//! Per-thread tile capability context
//!
//! Tile registers are a thread-private resource. A [`TileContext`] is the
//! owned handle that says "this thread may use the tile unit": it requests the
//! OS capability, installs a tile configuration and releases the tile state
//! when it goes out of scope, whichever way the scope is left.
//!
//! ```text
//! Uninitialized --request_capability--> CapabilityGranted --configure--> Active
//!                                                                          |  ^
//!                                                            configure ----+--+
//!                                                                          |
//!                                              release / drop -------> Released
//! ```
//!
//! # Example
//!
//! ```
//! use tilemm::{ContextState, TileContext, TileGeometry, TilePalette};
//! use tilemm::backends::reference::ReferenceTiles;
//!
//! let mut ctx = TileContext::acquire(ReferenceTiles::new()).unwrap();
//! assert_eq!(ctx.state(), ContextState::CapabilityGranted);
//!
//! ctx.configure(&TilePalette::uniform(TileGeometry::new(16, 64))).unwrap();
//! assert_eq!(ctx.state(), ContextState::Active);
//!
//! ctx.release();
//! assert_eq!(ctx.state(), ContextState::Released);
//! ```

use std::cell::Cell;
use std::marker::PhantomData;

use crate::backends::TileOps;
use crate::{Backend, Result, TileError, TileLimits, TilePalette};

thread_local! {
    static LIVE_CONTEXT: Cell<bool> = const { Cell::new(false) };
}

/// Lifecycle state of a [`TileContext`]
#[derive(Debug, Clone, Copy, PartialEq, Eq)]
pub enum ContextState {
    /// Capability not yet requested
    Uninitialized,
    /// OS permission granted, no tile configuration installed
    CapabilityGranted,
    /// Tiles configured; loads, accumulates and stores are allowed
    Active,
    /// Tile state released (terminal)
    Released,
}

/// Owned handle to the calling thread's tile unit
///
/// At most one context holding the capability may be live per thread; the
/// handle is `!Send` so it never leaves the thread that acquired it.
pub struct TileContext<B: TileOps> {
    ops: B,
    state: ContextState,
    palette: Option<TilePalette>,
    limits: TileLimits,
    registered: bool,
    _thread_bound: PhantomData<*const ()>,
}

impl<B: TileOps> TileContext<B> {
    /// Wraps `ops` without touching the OS or the hardware
    pub fn new(ops: B) -> Self {
        Self::with_limits(ops, TileLimits::default())
    }

    /// Like [`TileContext::new`] with a custom tile storage budget
    pub fn with_limits(ops: B, limits: TileLimits) -> Self {
        TileContext {
            ops,
            state: ContextState::Uninitialized,
            palette: None,
            limits,
            registered: false,
            _thread_bound: PhantomData,
        }
    }

    /// Creates a context and requests the tile capability in one step
    ///
    /// # Errors
    ///
    /// `CapabilityDenied` if the OS refuses; `ContractViolation` if another
    /// context is already live on this thread.
    pub fn acquire(ops: B) -> Result<Self> {
        let mut ctx = Self::new(ops);
        ctx.request_capability()?;
        Ok(ctx)
    }

    /// Asks the OS for permission to use tile data on this thread
    ///
    /// A denial is final for this context: it stays `Uninitialized` and every
    /// later tile operation fails.
    pub fn request_capability(&mut self) -> Result<()> {
        if self.state != ContextState::Uninitialized {
            return Err(TileError::ContractViolation(format!(
                "capability requested in state {:?}",
                self.state
            )));
        }
        if LIVE_CONTEXT.with(Cell::get) {
            return Err(TileError::ContractViolation(
                "a tile context is already live on this thread".to_string(),
            ));
        }
        self.ops.request_permission()?;
        LIVE_CONTEXT.with(|live| live.set(true));
        self.registered = true;
        self.state = ContextState::CapabilityGranted;
        #[cfg(feature = "tracing")]
        tracing::debug!(backend = ?self.ops.backend(), "tile capability granted");
        Ok(())
    }

    /// Installs `palette` as the thread's tile configuration
    ///
    /// Re-configuring an active context is allowed, but every accumulator is
    /// cleared: nothing loaded under the previous palette survives.
    ///
    /// # Errors
    ///
    /// `ResourceLimit` if the palette exceeds the tile budget (the state is
    /// left unchanged); `ContractViolation` if the capability was not granted
    /// or the context was released.
    pub fn configure(&mut self, palette: &TilePalette) -> Result<()> {
        match self.state {
            ContextState::CapabilityGranted | ContextState::Active => {}
            state => {
                return Err(TileError::ContractViolation(format!(
                    "configure in state {state:?}"
                )))
            }
        }
        palette.validate(&self.limits)?;
        self.ops.configure(palette)?;
        self.palette = Some(*palette);
        self.state = ContextState::Active;
        #[cfg(feature = "tracing")]
        tracing::debug!(
            slots = palette.configured().count(),
            bytes = palette.total_footprint(),
            "tile palette configured"
        );
        Ok(())
    }

    /// Releases the tile state; the context cannot be used afterwards
    ///
    /// Calling this more than once is harmless. Dropping the context calls it.
    pub fn release(&mut self) {
        match self.state {
            ContextState::CapabilityGranted | ContextState::Active => {
                self.ops.release();
                #[cfg(feature = "tracing")]
                tracing::debug!(backend = ?self.ops.backend(), "tile state released");
            }
            ContextState::Uninitialized | ContextState::Released => {}
        }
        if self.registered {
            LIVE_CONTEXT.with(|live| live.set(false));
            self.registered = false;
        }
        self.palette = None;
        self.state = ContextState::Released;
    }

    /// Current lifecycle state
    pub fn state(&self) -> ContextState {
        self.state
    }

    /// The active palette, if the context is configured
    pub fn palette(&self) -> Option<&TilePalette> {
        self.palette.as_ref()
    }

    /// The tile storage budget palettes are checked against
    pub fn limits(&self) -> &TileLimits {
        &self.limits
    }

    /// Backend behind this context
    pub fn backend(&self) -> Backend {
        self.ops.backend()
    }

    /// Read-only access to the backend (for inspection in tests and tools)
    pub fn ops(&self) -> &B {
        &self.ops
    }

    /// The backend, available only while the context is `Active`
    pub(crate) fn active_ops(&mut self) -> Result<&mut B> {
        if self.state != ContextState::Active {
            return Err(TileError::ContractViolation(format!(
                "tile operation in state {:?}",
                self.state
            )));
        }
        Ok(&mut self.ops)
    }
}

impl<B: TileOps> Drop for TileContext<B> {
    fn drop(&mut self) {
        self.release();
    }
}

impl<B: TileOps> std::fmt::Debug for TileContext<B> {
    fn fmt(&self, f: &mut std::fmt::Formatter<'_>) -> std::fmt::Result {
        f.debug_struct("TileContext")
            .field("backend", &self.ops.backend())
            .field("state", &self.state)
            .field("palette", &self.palette)
            .finish()
    }
}

#[cfg(test)]
mod tests {
    use super::*;
    use crate::backends::reference::ReferenceTiles;
    use crate::TileGeometry;

    fn full_palette() -> TilePalette {
        TilePalette::uniform(TileGeometry::new(16, 64))
    }

    #[test]
    fn test_lifecycle() {
        let mut ctx = TileContext::new(ReferenceTiles::new());
        assert_eq!(ctx.state(), ContextState::Uninitialized);
        ctx.request_capability().unwrap();
        assert_eq!(ctx.state(), ContextState::CapabilityGranted);
        ctx.configure(&full_palette()).unwrap();
        assert_eq!(ctx.state(), ContextState::Active);
        assert!(ctx.active_ops().is_ok());
        ctx.release();
        assert_eq!(ctx.state(), ContextState::Released);
        assert_eq!(ctx.ops().counts().releases, 1);
        // Idempotent.
        ctx.release();
        assert_eq!(ctx.ops().counts().releases, 1);
    }

    #[test]
    fn test_ops_outside_active_rejected() {
        let mut ctx = TileContext::acquire(ReferenceTiles::new()).unwrap();
        assert!(matches!(
            ctx.active_ops(),
            Err(TileError::ContractViolation(_))
        ));
        ctx.configure(&full_palette()).unwrap();
        ctx.release();
        assert!(ctx.active_ops().is_err());
        assert!(ctx.configure(&full_palette()).is_err());
    }

    #[test]
    fn test_capability_denied_is_fatal() {
        let result = TileContext::acquire(ReferenceTiles::denying());
        assert!(matches!(result, Err(TileError::CapabilityDenied { .. })));

        let mut ctx = TileContext::new(ReferenceTiles::denying());
        assert!(ctx.request_capability().is_err());
        assert!(ctx.configure(&full_palette()).is_err());
        assert!(ctx.active_ops().is_err());
        // A denied context does not occupy the thread.
        assert!(TileContext::acquire(ReferenceTiles::new()).is_ok());
    }

    #[test]
    fn test_one_live_context_per_thread() {
        let first = TileContext::acquire(ReferenceTiles::new()).unwrap();
        let second = TileContext::acquire(ReferenceTiles::new());
        assert!(matches!(second, Err(TileError::ContractViolation(_))));
        drop(first);
        assert!(TileContext::acquire(ReferenceTiles::new()).is_ok());
    }

    #[test]
    fn test_contexts_on_different_threads() {
        let _here = TileContext::acquire(ReferenceTiles::new()).unwrap();
        let handle = std::thread::spawn(|| TileContext::acquire(ReferenceTiles::new()).is_ok());
        assert!(handle.join().unwrap());
    }

    #[test]
    fn test_oversized_palette_rejected_before_hardware() {
        let mut ctx = TileContext::acquire(ReferenceTiles::new()).unwrap();
        let palette = TilePalette::uniform(TileGeometry::new(32, 64));
        assert!(matches!(
            ctx.configure(&palette),
            Err(TileError::ResourceLimit(_))
        ));
        assert_eq!(ctx.state(), ContextState::CapabilityGranted);
        assert_eq!(ctx.ops().counts().configures, 0);
    }

    #[test]
    fn test_custom_limits() {
        let limits = TileLimits::new().with_max_total_bytes(4096);
        let mut ctx = TileContext::with_limits(ReferenceTiles::new(), limits);
        ctx.request_capability().unwrap();
        assert!(ctx.configure(&full_palette()).is_err());
    }

    #[test]
    fn test_reconfigure_stays_active() {
        let mut ctx = TileContext::acquire(ReferenceTiles::new()).unwrap();
        ctx.configure(&full_palette()).unwrap();
        let smaller = TilePalette::uniform(TileGeometry::new(8, 32));
        ctx.configure(&smaller).unwrap();
        assert_eq!(ctx.palette(), Some(&smaller));
        assert_eq!(ctx.state(), ContextState::Active);
        assert_eq!(ctx.ops().counts().configures, 2);
    }

    #[test]
    fn test_release_on_early_return() {
        fn fails_midway() -> Result<()> {
            let mut ctx = TileContext::acquire(ReferenceTiles::new())?;
            ctx.configure(&full_palette())?;
            Err(TileError::InvalidInput("bail out".to_string()))
        }
        assert!(fails_midway().is_err());
        // The dropped context released the thread.
        assert!(TileContext::acquire(ReferenceTiles::new()).is_ok());
    }
}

-------------------------

• HOW TO COMPLETE THIS TASK
Please return exactly the lines from the first line of the material through the one with "use crate::backends::TileOps;", and no lines after it.

• RESPONSE AREA
//! Per-thread tile capability context
//!
//! Tile registers are a thread-private resource. A [`TileContext`] is the
//! owned handle that says "this thread may use the tile unit": it requests the
//! OS capability, installs a tile configuration and releases the tile state
//! when it goes out of scope, whichever way the scope is left.
//!
//! ```text
//! Uninitialized --request_capability--> CapabilityGranted --configure--> Active
//!                                                                          |  ^
//!                                                            configure ----+--+
//!                                                                          |
//!                                              release / drop -------> Released
//! ```
//!
//! # Example
//!
//! ```
//! use tilemm::{ContextState, TileContext, TileGeometry, TilePalette};
//! use tilemm::backends::reference::ReferenceTiles;
//!
//! let mut ctx = TileContext::acquire(ReferenceTiles::new()).unwrap();
//! assert_eq!(ctx.state(), ContextState::CapabilityGranted);
//!
//! ctx.configure(&TilePalette::uniform(TileGeometry::new(16, 64))).unwrap();
//! assert_eq!(ctx.state(), ContextState::Active);
//!
//! ctx.release();
//! assert_eq!(ctx.state(), ContextState::Released);
//! ```

use std::cell::Cell;
use std::marker::PhantomData;

use crate::backends::TileOps;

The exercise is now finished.